▶ _TASK DIRECTIONS_: Write each line exactly as it stands, from the line containing "of a cleanup task" through the end of the data.
MATERIAL PROVIDED Start Marker
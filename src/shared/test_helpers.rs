#[cfg(test)]
use crate::features::auth::model::AuthenticatedUser;

#[cfg(test)]
use axum::{extract::Request, middleware::Next, response::Response, Router};

#[cfg(test)]
pub fn create_user(sub: &str, roles: &[&str]) -> AuthenticatedUser {
    AuthenticatedUser {
        sub: sub.to_string(),
        login: Some(format!("user-{sub}")),
        roles: roles.iter().map(|r| r.to_string()).collect(),
    }
}

#[cfg(test)]
pub fn create_administrator() -> AuthenticatedUser {
    create_user("1", &["administrator"])
}

/// Attach a fixed user to every request, standing in for the JWT middleware.
#[cfg(test)]
pub fn with_user(router: Router, user: AuthenticatedUser) -> Router {
    router.layer(axum::middleware::from_fn(
        move |mut request: Request, next: Next| {
            let user = user.clone();
            async move {
                request.extensions_mut().insert(user);
                let response: Response = next.run(request).await;
                response
            }
        },
    ))
}

#[cfg(test)]
pub fn with_administrator_auth(router: Router) -> Router {
    with_user(router, create_administrator())
}
use std::sync::Arc;

use axum::{
    extract::{Path, State},
    Json,
};

use crate::core::error::Result;
use crate::features::auth::guards::RequireAdministrator;
use crate::features::cleanup::services::CleanupService;
use crate::features::tasks::dtos::TaskStatusDto;
use crate::shared::types::ApiResponse;

/// Start an on-demand cleanup of expired uploads
///
/// Creates a `cleanup_<timestamp>` task whose total is the number of expired files.
/// Drive it with `POST /api/admin/cleanup/{task_id}` until it completes.
#[utoipa::path(
    post,
    path = "/api/admin/cleanup",
    responses(
        (status = 200, description = "Cleanup task started", body = ApiResponse<TaskStatusDto>),
        (status = 401, description = "Unauthorized"),
        (status = 403, description = "Forbidden - Administrator access required")
    ),
    tag = "cleanup",
    security(
        ("bearer_auth" = [])
    )
)]
pub async fn start_cleanup(
    RequireAdministrator(user): RequireAdministrator,
    State(service): State<Arc<CleanupService>>,
) -> Result<Json<ApiResponse<TaskStatusDto>>> {
    let status = service.start(&user).await?;
    Ok(Json(ApiResponse::success(Some(status), None, None)))
}

/// Process the next batch of a cleanup task
#[utoipa::path(
    post,
    path = "/api/admin/cleanup/{task_id}",
    params(
        ("task_id" = String, Path, description = "Cleanup task ID")
    ),
    responses(
        (status = 200, description = "Task status after this batch", body = ApiResponse<TaskStatusDto>),
        (status = 400, description = "Not a cleanup task"),
        (status = 401, description = "Unauthorized"),
        (status = 403, description = "Forbidden - Administrator access required"),
        (status = 404, description = "Task not found")
    ),
    tag = "cleanup",
    security(
        ("bearer_auth" = [])
    )
)]
pub async fn continue_cleanup(
    RequireAdministrator(user): RequireAdministrator,
    State(service): State<Arc<CleanupService>>,
    Path(task_id): Path<String>,
) -> Result<Json<ApiResponse<TaskStatusDto>>> {
    let status = service.continue_task(&task_id, &user).await?;
    Ok(Json(ApiResponse::success(Some(status), None, None)))
}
MATERIAL PROVIDED End Marker
▶ _ANSWER SPACE_:
/// Process the next batch of a cleanup task
#[utoipa::path(
    post,
    path = "/api/admin/cleanup/{task_id}",
    params(
        ("task_id" = String, Path, description = "Cleanup task ID")
    ),
    responses(
        (status = 200, description = "Task status after this batch", body = ApiResponse<TaskStatusDto>),
        (status = 400, description = "Not a cleanup task"),
        (status = 401, description = "Unauthorized"),
        (status = 403, description = "Forbidden - Administrator access required"),
        (status = 404, description = "Task not found")
    ),
    tag = "cleanup",
    security(
        ("bearer_auth" = [])
    )
)]
pub async fn continue_cleanup(
    RequireAdministrator(user): RequireAdministrator,
    State(service): State<Arc<CleanupService>>,
    Path(task_id): Path<String>,
) -> Result<Json<ApiResponse<TaskStatusDto>>> {
    let status = service.continue_task(&task_id, &user).await?;
    Ok(Json(ApiResponse::success(Some(status), None, None)))
}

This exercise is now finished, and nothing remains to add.